Matt Matt - 2 months ago 7
Linux Question

Command produces different results in commandline versus script file

I have this line

grep -n -m7 '\$' myfile.asm | tail -n 1 | awk -F':' '{print $1}'


Which produces this output:

27


I wanted to use it in a script that is editing a file. So I did this in
myscript.ksh
:

fileName=$1
....
lastLine=`grep -n -m7 '\$' ${fileName}.asm | tail -n 1 | awk -F':' '{print $1}'`
....
echo ${lastLine}


When I do this the expected value of
27
in
lastLine
is only
7
. Here is first 30 lines of the file I'm working with.

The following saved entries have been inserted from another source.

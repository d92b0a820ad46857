use crate::consts;
use thiserror::Error;

/// A single square on the board.  Coordinates are measured from the top-left
/// corner, with `y` increasing downwards.
#[derive(Clone, Copy, Debug, Eq, Hash, Ord, PartialEq, PartialOrd)]
pub(crate) struct Cell {
    pub(crate) x: u16,
    pub(crate) y: u16,
}

impl Cell {
    pub(crate) const fn new(x: u16, y: u16) -> Cell {
        Cell { x, y }
    }
}

/// The rectangular playing field, measured in cells
#[derive(Clone, Copy, Debug, Eq, PartialEq)]
pub(crate) struct Grid {
    width: u16,
    height: u16,
}

impl Grid {
    /// Create a grid `width` cells wide and `height` cells tall.
    ///
    /// # Errors
    ///
    /// Returns `Err` if the grid is too small to hold a freshly-spawned snake.
    pub(crate) fn new(width: u16, height: u16) -> Result<Grid, GridError> {
        if width < consts::MIN_GRID_WIDTH {
            Err(GridError::TooNarrow(width))
        } else if height == 0 {
            Err(GridError::ZeroHeight)
        } else {
            Ok(Grid { width, height })
        }
    }

    pub(crate) fn width(self) -> u16 {
        self.width
    }

    pub(crate) fn height(self) -> u16 {
        self.height
    }

    pub(crate) fn contains(self, cell: Cell) -> bool {
        cell.x < self.width && cell.y < self.height
    }

    /// Total number of cells on the grid
    pub(crate) fn cell_count(self) -> usize {
        usize::from(self.width) * usize::from(self.height)
    }

    /// The cell at which a new snake's head is placed
    pub(crate) fn center(self) -> Cell {
        Cell::new(self.width / 2, self.height / 2)
    }

    /// Iterate over every cell on the grid in row-major order
    pub(crate) fn cells(self) -> impl Iterator<Item = Cell> {
        (0..self.height).flat_map(move |y| (0..self.width).map(move |x| Cell::new(x, y)))
    }
}

#[derive(Clone, Copy, Debug, Eq, Error, PartialEq)]
pub(crate) enum GridError {
    #[error("grid must be at least {min} cells wide; got {0}", min = consts::MIN_GRID_WIDTH)]
    TooNarrow(u16),
    #[error("grid must be at least 1 cell tall")]
    ZeroHeight,
}
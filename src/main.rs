mod app;
mod cli;
mod clock;
mod command;
mod config;
mod consts;
mod game;
mod highscore;
mod sound;
mod util;
mod view;
use crate::app::App;
use crate::cli::{Arguments, Mode, HELP};
use crate::config::Config;
use crate::game::Game;
use crate::highscore::HighScore;
use anyhow::Context;
use log::info;
use simplelog::WriteLogger;
use std::io::{self, ErrorKind};
use std::process::ExitCode;

fn main() -> ExitCode {
    match Mode::from_parser(lexopt::Parser::from_env()) {
        Ok(Mode::Run(args)) => exit(run(&args)),
        Ok(Mode::Help) => {
            print!("{HELP}");
            ExitCode::SUCCESS
        }
        Ok(Mode::Version) => {
            println!("{} {}", env!("CARGO_PKG_NAME"), env!("CARGO_PKG_VERSION"));
            ExitCode::SUCCESS
        }
        Err(e) => {
            eprintln!("gridsnake: {e}");
            eprintln!("Run `gridsnake --help` for usage.");
            ExitCode::from(2)
        }
    }
}

fn run(args: &Arguments) -> anyhow::Result<()> {
    let config = args.load_config().context("failed to load configuration")?;
    init_logging(&config).context("failed to set up logging")?;
    info!("Starting {} {}", env!("CARGO_PKG_NAME"), env!("CARGO_PKG_VERSION"));
    let grid = args.grid(&config).context("invalid grid size")?;
    let high_score = HighScore::load(config.score_store());
    let game = Game::new(grid, config.game.base_speed, high_score);
    let terminal = ratatui::init();
    let r = App::new(game, config.chime()).run(terminal);
    ratatui::restore();
    info!("Exiting");
    r.map_err(Into::into)
}

/// Send log messages to the configured log file, if any
fn init_logging(config: &Config) -> anyhow::Result<()> {
    let Some(path) = config.log_file() else {
        return Ok(());
    };
    if let Some(parent) = path.parent().filter(|p| !p.as_os_str().is_empty()) {
        fs_err::create_dir_all(parent)?;
    }
    let file = fs_err::OpenOptions::new()
        .create(true)
        .append(true)
        .open(&path)?;
    WriteLogger::init(
        config.files.log_level,
        simplelog::Config::default(),
        file,
    )?;
    Ok(())
}

fn exit(r: anyhow::Result<()>) -> ExitCode {
    match r {
        Ok(()) => ExitCode::SUCCESS,
        Err(e)
            if e.downcast_ref::<io::Error>()
                .is_some_and(|e| e.kind() == ErrorKind::BrokenPipe) =>
        {
            ExitCode::SUCCESS
        }
        Err(e) => {
            eprintln!("gridsnake: {e:#}");
            ExitCode::from(2)
        }
    }
}
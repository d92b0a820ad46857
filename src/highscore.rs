use crate::util::ErrorChain;
use log::{info, warn};
use serde::{Deserialize, Serialize};
use std::fmt;
use std::path::{Path, PathBuf};
use thiserror::Error;

/// Somewhere to keep the single best score for this installation
pub(crate) trait ScoreStore: fmt::Debug {
    /// Read the stored high score.  A store that has never been written to
    /// reports 0.
    fn load(&self) -> Result<u32, LoadError>;

    /// Replace the stored high score with `score`
    fn save(&mut self, score: u32) -> Result<(), SaveError>;
}

/// A [`ScoreStore`] backed by a small JSON file
#[derive(Clone, Debug, Eq, PartialEq)]
pub(crate) struct FileScoreStore {
    path: PathBuf,
}

impl FileScoreStore {
    pub(crate) fn new(path: PathBuf) -> FileScoreStore {
        FileScoreStore { path }
    }

    /// Return the default high score file path
    pub(crate) fn default_path() -> Option<PathBuf> {
        dirs::data_local_dir().map(|p| p.join("gridsnake").join("highscore.json"))
    }

    pub(crate) fn path(&self) -> &Path {
        &self.path
    }
}

impl ScoreStore for FileScoreStore {
    fn load(&self) -> Result<u32, LoadError> {
        let src = match fs_err::read(&self.path) {
            Ok(src) => src,
            Err(e) if e.kind() == std::io::ErrorKind::NotFound => return Ok(0),
            Err(e) => return Err(LoadError::read(e)),
        };
        serde_json::from_slice::<ScoreFile>(&src)
            .map(|sf| sf.high_score)
            .map_err(LoadError::deserialize)
    }

    fn save(&mut self, score: u32) -> Result<(), SaveError> {
        if let Some(parent) = self.path.parent().filter(|p| !p.as_os_str().is_empty()) {
            fs_err::create_dir_all(parent).map_err(SaveError::mkdir)?;
        }
        let mut src = serde_json::to_string(&ScoreFile { high_score: score })
            .map_err(SaveError::serialize)?;
        src.push('\n');
        fs_err::write(&self.path, &src).map_err(SaveError::write)?;
        Ok(())
    }
}

/// A [`ScoreStore`] that forgets everything when the program exits
#[derive(Clone, Copy, Debug, Default, Eq, PartialEq)]
pub(crate) struct MemoryScoreStore(u32);

impl ScoreStore for MemoryScoreStore {
    fn load(&self) -> Result<u32, LoadError> {
        Ok(self.0)
    }

    fn save(&mut self, score: u32) -> Result<(), SaveError> {
        self.0 = score;
        Ok(())
    }
}

#[derive(Clone, Copy, Debug, Deserialize, Eq, PartialEq, Serialize)]
struct ScoreFile {
    #[serde(rename = "high-score")]
    high_score: u32,
}

/// The best score seen so far, together with the store it persists to.
///
/// Storage failures never reach the caller: a store that cannot be read
/// starts the record at 0, and a failed write leaves the in-memory record
/// updated but unsaved.
#[derive(Debug)]
pub(crate) struct HighScore {
    store: Box<dyn ScoreStore>,
    best: u32,
}

impl HighScore {
    pub(crate) fn load(store: Box<dyn ScoreStore>) -> HighScore {
        let best = match store.load() {
            Ok(best) => best,
            Err(e) => {
                warn!("{}; treating high score as 0", ErrorChain(&e));
                0
            }
        };
        info!("Loaded high score: {best}");
        HighScore { store, best }
    }

    pub(crate) fn best(&self) -> u32 {
        self.best
    }

    /// Offer the final score of a session.  If it beats the record, the
    /// record is updated and saved, and `true` is returned.
    pub(crate) fn submit(&mut self, score: u32) -> bool {
        if score <= self.best {
            return false;
        }
        self.best = score;
        if let Err(e) = self.store.save(score) {
            warn!("{}", ErrorChain(&e));
        }
        true
    }
}

#[derive(Debug, Error)]
#[error("Failed to save high score to disk")]
pub(crate) struct SaveError(#[source] SaveErrorSource);

impl SaveError {
    fn mkdir(e: std::io::Error) -> Self {
        SaveError(SaveErrorSource::Mkdir(e))
    }

    fn serialize(e: serde_json::Error) -> Self {
        SaveError(SaveErrorSource::Serialize(e))
    }

    fn write(e: std::io::Error) -> Self {
        SaveError(SaveErrorSource::Write(e))
    }
}

#[derive(Debug, Error)]
enum SaveErrorSource {
    #[error("failed to create parent directories")]
    Mkdir(#[source] std::io::Error),
    #[error("failed to serialize high score")]
    Serialize(#[source] serde_json::Error),
    #[error("failed to write high score file")]
    Write(#[source] std::io::Error),
}

#[derive(Debug, Error)]
#[error("Failed to read high score from disk")]
pub(crate) struct LoadError(#[source] LoadErrorSource);

impl LoadError {
    fn read(e: std::io::Error) -> Self {
        LoadError(LoadErrorSource::Read(e))
    }

    fn deserialize(e: serde_json::Error) -> Self {
        LoadError(LoadErrorSource::Deserialize(e))
    }
}

#[derive(Debug, Error)]
enum LoadErrorSource {
    #[error("failed to read high score file")]
    Read(#[source] std::io::Error),
    #[error("failed to deserialize high score")]
    Deserialize(#[source] serde_json::Error),
}
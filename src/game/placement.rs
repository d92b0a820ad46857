use super::grid::{Cell, Grid};
use super::snake::Snake;
use crate::consts;
use log::debug;
use rand::{seq::IteratorRandom, Rng};
use thiserror::Error;

/// Every cell on the grid is taken up by the snake, so there is nowhere to
/// put an apple.
#[derive(Clone, Copy, Debug, Eq, Error, PartialEq)]
#[error("no free cell left on the grid for an apple")]
pub(crate) struct PlacementExhausted;

/// Pick a uniformly random cell of `grid` not occupied by `snake`.
///
/// Cells are sampled from the whole grid until a free one turns up.  After
/// [`PLACEMENT_ATTEMPTS`][consts::PLACEMENT_ATTEMPTS] misses the choice is
/// made directly among the remaining free cells instead, so a nearly-full
/// grid still resolves quickly.
pub(crate) fn place_apple<R: Rng>(
    rng: &mut R,
    grid: Grid,
    snake: &Snake,
) -> Result<Cell, PlacementExhausted> {
    if snake.len() >= grid.cell_count() {
        return Err(PlacementExhausted);
    }
    for _ in 0..consts::PLACEMENT_ATTEMPTS {
        let cell = Cell::new(
            rng.random_range(0..grid.width()),
            rng.random_range(0..grid.height()),
        );
        if !snake.occupies(cell) {
            return Ok(cell);
        }
    }
    debug!(
        "No free cell found after {} samples; choosing among {} free cells",
        consts::PLACEMENT_ATTEMPTS,
        grid.cell_count() - snake.len()
    );
    grid.cells()
        .filter(|&c| !snake.occupies(c))
        .choose(rng)
        .ok_or(PlacementExhausted)
}
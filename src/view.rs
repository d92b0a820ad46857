use crate::consts;
use crate::game::{Cell, Direction, GameOver, Phase, Snapshot};
use crate::util::center_rect;
use ratatui::{
    buffer::Buffer,
    layout::{Constraint, Layout, Margin, Rect, Size},
    style::Style,
    text::{Line, Span},
    widgets::{Block, Widget},
};

impl Widget for &Snapshot {
    fn render(self, area: Rect, buf: &mut Buffer) {
        let board_size = Size {
            width: self.grid.width().saturating_add(2),
            height: self.grid.height().saturating_add(2),
        };
        let display = center_rect(
            area,
            Size {
                width: board_size.width.max(consts::MIN_DISPLAY_WIDTH),
                height: board_size.height.saturating_add(3),
            },
        );
        let [score_area, board_area, msg1_area, msg2_area] = Layout::vertical([
            Constraint::Length(1),
            Constraint::Length(board_size.height),
            Constraint::Length(1),
            Constraint::Length(1),
        ])
        .areas(display);
        Line::styled(
            format!(
                " Score: {}  Level: {}  Speed: {}  Best: {}",
                self.score, self.level, self.speed, self.high_score
            ),
            consts::SCORE_BAR_STYLE,
        )
        .render(score_area, buf);

        let board_area = center_rect(board_area, board_size);
        Block::bordered().render(board_area, buf);
        let mut canvas = Canvas {
            area: board_area.inner(Margin::new(1, 1)),
            buf,
        };
        if let Some((&head, body)) = self.snake.split_last() {
            for &c in body {
                canvas.draw_cell(c, consts::SNAKE_BODY_SYMBOL, consts::SNAKE_STYLE);
            }
            if let Some(apple) = self.apple {
                canvas.draw_cell(apple, consts::APPLE_SYMBOL, consts::APPLE_STYLE);
            }
            // Draw the head last so that, if it's a collision, we overwrite
            // whatever it's colliding with
            if matches!(
                self.phase,
                Phase::GameOver(GameOver::OutOfBounds | GameOver::SelfCollision)
            ) {
                canvas.draw_cell(head, consts::COLLISION_SYMBOL, consts::COLLISION_STYLE);
            } else {
                canvas.draw_cell(head, head_symbol(self.heading), consts::SNAKE_STYLE);
            }
        }

        let (msg1, msg2) = self.messages();
        msg1.render(msg1_area, buf);
        msg2.render(msg2_area, buf);
    }
}

impl Snapshot {
    /// The two status lines shown beneath the board
    fn messages(&self) -> (Line<'static>, Line<'static>) {
        let msg1 = if !self.started() {
            Line::from(" Steer with the arrow keys to start")
        } else if self.paused() {
            Line::from(" — PAUSED —")
        } else if let Phase::GameOver(reason) = self.phase {
            Line::from(format!(" — GAME OVER: {reason} —"))
        } else {
            Line::default()
        };
        let mut keys = Vec::with_capacity(2);
        if self.game_over() {
            keys.push(("Restart", "Enter"));
        } else if self.paused() {
            keys.push(("Resume", "p"));
        } else if self.started() {
            keys.push(("Pause", "p"));
        }
        keys.push(("Quit", "q"));
        let mut msg2 = Line::from(" ");
        for (i, (label, key)) in keys.into_iter().enumerate() {
            if i > 0 {
                msg2.push_span(" — ");
            }
            msg2.push_span(format!("{label} ("));
            msg2.push_span(Span::styled(key, consts::KEY_STYLE));
            msg2.push_span(")");
        }
        (msg1, msg2)
    }
}

/// Return the glyph to use for drawing the snake's head
fn head_symbol(heading: Direction) -> char {
    match heading {
        Direction::Up => consts::SNAKE_HEAD_UP_SYMBOL,
        Direction::Down => consts::SNAKE_HEAD_DOWN_SYMBOL,
        Direction::Right => consts::SNAKE_HEAD_RIGHT_SYMBOL,
        Direction::Left => consts::SNAKE_HEAD_LEFT_SYMBOL,
    }
}

#[derive(Debug, Eq, PartialEq)]
struct Canvas<'a> {
    area: Rect,
    buf: &'a mut Buffer,
}

impl Canvas<'_> {
    fn draw_cell(&mut self, cell: Cell, symbol: char, style: Style) {
        let Some(x) = self.area.x.checked_add(cell.x) else {
            return;
        };
        let Some(y) = self.area.y.checked_add(cell.y) else {
            return;
        };
        if !self.area.contains((x, y).into()) {
            return;
        }
        if let Some(c) = self.buf.cell_mut((x, y)) {
            c.set_char(symbol);
            c.set_style(Style::reset().patch(style));
        }
    }
}

#[cfg(test)]
mod tests {
    use super::*;
    use crate::game::Grid;
    use pretty_assertions::assert_eq;

    fn snapshot(phase: Phase) -> Snapshot {
        Snapshot {
            grid: Grid::new(10, 3).unwrap(),
            snake: vec![Cell::new(3, 1), Cell::new(4, 1), Cell::new(5, 1)],
            heading: Direction::Right,
            apple: None,
            score: 0,
            level: 1,
            speed: 10,
            high_score: 12,
            phase,
        }
    }

    #[test]
    fn not_started() {
        let snap = snapshot(Phase::NotStarted);
        let area = Rect::new(0, 0, 44, 8);
        let mut buffer = Buffer::empty(area);
        snap.render(area, &mut buffer);
        let mut expected = Buffer::with_lines([
            " Score: 0  Level: 1  Speed: 10  Best: 12",
            "                ┌──────────┐                ",
            "                │          │                ",
            "                │   ⚬⚬<    │                ",
            "                │          │                ",
            "                └──────────┘                ",
            " Steer with the arrow keys to start",
            " Quit (q)",
        ]);
        expected.set_style(Rect::new(0, 0, 44, 1), consts::SCORE_BAR_STYLE);
        expected.set_style(Rect::new(20, 3, 3, 1), consts::SNAKE_STYLE);
        expected.set_style(Rect::new(7, 7, 1, 1), consts::KEY_STYLE);
        assert_eq!(buffer, expected);
    }

    #[test]
    fn running_with_apple() {
        let mut snap = snapshot(Phase::Running);
        snap.snake = vec![Cell::new(5, 1), Cell::new(5, 0)];
        snap.heading = Direction::Up;
        snap.apple = Some(Cell::new(9, 2));
        snap.score = 6;
        snap.level = 2;
        snap.speed = 11;
        let area = Rect::new(0, 0, 44, 8);
        let mut buffer = Buffer::empty(area);
        snap.render(area, &mut buffer);
        let mut expected = Buffer::with_lines([
            " Score: 6  Level: 2  Speed: 11  Best: 12",
            "                ┌──────────┐                ",
            "                │     v    │                ",
            "                │     ⚬    │                ",
            "                │         ●│                ",
            "                └──────────┘                ",
            "",
            " Pause (p) — Quit (q)",
        ]);
        expected.set_style(Rect::new(0, 0, 44, 1), consts::SCORE_BAR_STYLE);
        expected.set_style(Rect::new(22, 2, 1, 1), consts::SNAKE_STYLE);
        expected.set_style(Rect::new(22, 3, 1, 1), consts::SNAKE_STYLE);
        expected.set_style(Rect::new(26, 4, 1, 1), consts::APPLE_STYLE);
        expected.set_style(Rect::new(8, 7, 1, 1), consts::KEY_STYLE);
        expected.set_style(Rect::new(19, 7, 1, 1), consts::KEY_STYLE);
        assert_eq!(buffer, expected);
    }

    #[test]
    fn wall_collision() {
        let mut snap = snapshot(Phase::GameOver(GameOver::OutOfBounds));
        snap.snake = vec![Cell::new(7, 1), Cell::new(8, 1), Cell::new(9, 1)];
        snap.score = 3;
        let area = Rect::new(0, 0, 44, 8);
        let mut buffer = Buffer::empty(area);
        snap.render(area, &mut buffer);
        let mut expected = Buffer::with_lines([
            " Score: 3  Level: 1  Speed: 10  Best: 12",
            "                ┌──────────┐                ",
            "                │          │                ",
            "                │       ⚬⚬×│                ",
            "                │          │                ",
            "                └──────────┘                ",
            " — GAME OVER: hit a wall —",
            " Restart (Enter) — Quit (q)",
        ]);
        expected.set_style(Rect::new(0, 0, 44, 1), consts::SCORE_BAR_STYLE);
        expected.set_style(Rect::new(24, 3, 2, 1), consts::SNAKE_STYLE);
        expected.set_style(Rect::new(26, 3, 1, 1), consts::COLLISION_STYLE);
        expected.set_style(Rect::new(10, 7, 5, 1), consts::KEY_STYLE);
        expected.set_style(Rect::new(25, 7, 1, 1), consts::KEY_STYLE);
        assert_eq!(buffer, expected);
    }

    #[test]
    fn paused_message() {
        let (msg1, msg2) = snapshot(Phase::Paused).messages();
        assert_eq!(msg1.to_string(), " — PAUSED —");
        assert_eq!(msg2.to_string(), " Resume (p) — Quit (q)");
    }

    #[test]
    fn clipped_to_small_terminal() {
        let mut snap = snapshot(Phase::Running);
        snap.grid = Grid::new(60, 30).unwrap();
        snap.snake = vec![Cell::new(58, 28), Cell::new(59, 28), Cell::new(59, 29)];
        let area = Rect::new(0, 0, 20, 10);
        let mut buffer = Buffer::empty(area);
        // Must not panic even though most of the board is off-screen
        snap.render(area, &mut buffer);
    }
}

$***********************************************************************
$ THE FOLLOWING BULK DATA ENTRIES RELATED TO EXT. SUPERELEMENT 5000
$ ARE FOR USE IN THE MAIN BULK DATA PORTION OF THE ASSEMBLY RUN
$***********************************************************************
$
SEBULK 5000EXTOP2 MANUAL 12
$
SECONCT 5000 0 NO
60582 60582 180021 180021 180023 180023 180057 180057
180941 180941 180942 180942 180943 180943 180944 180944
180946 180946 180947 180947 204499 204499 231050 231050
231060 231060 232050 232050 232060 232060 252300 252300
252301 252301 253072 253072 253073 253073 401101 401101
401102 401102 401103 401103 401104 401104 402101 402101
402102 402102 402103 402103 402104 402104 403101 403101
403102 403102 403103 403103 403104 403104 404101 404101
404102 404102 404103 404103 404104 404104 405101 405101
405102 405102 405103 405103 405104 405104 406101 406101
406102 406102 406103 406103 406104 406104 407101 407101
407102 407102 407103 407103 407104 407104 408101 408101
408102 408102 408103 408103 408104 408104 631050 631050
631060 631060 632050 632050 632060 632060 652300 652300
652301 652301 653072 653072 653073 653073 662050 662050
662060 662060 677500 677500 677600 677600 678516 678516
678622 678622 679514 679514 679620 679620 703077 703077
703078 703078 1184100 1184100 1184200 1184200 1184400 1184400
$
CORD2C* 220102 220104 0.000000000E+00 0.000000000E+00
* 0.000000000E+00 0.000000000E+00 0.000000000E+00 0.100000000E+01
* 0.100000000E+01 0.900000000E+02 0.100000000E+01


What I am trying to do is copy the SECONCT entry out of this file into another at this stage. I know it begins with
SECONCT
and ends with the 7th
$
. Like I said it works at the command line but not in the script. If I use the "`" operator at the command line I get this error:


-ksh: 7: not found [No such file or directory]


So this is related to that operator but I've never had this problem before. How do I fix it?

Update:
I ran it with
set -x
here is the output:

+ grep -n -m7 '$' sq93a3mkop2_4hz.asm
+ awk -F: '{print $1}'
+ tail -n 1
+ lastLine=7


The error is from the
\$
being read in as
$
. But how do I fix that?

Answer

I think you're overcomplicating things.

This is a much simpler way to output that section:

 sed -n '/SECONCT/,/^\$$/p' myfile.asm

I don't have ksh installed, but this works under csh.

Explanation:

  • "-n" - sed will only print what you are interested in.
  • "/SECONCT/" - Start when the SECONCT line appears.
  • "/^\$$/" - Stop when the next line with just "$" appears.
  • "p" - Print everything between the two patterns, inclusive.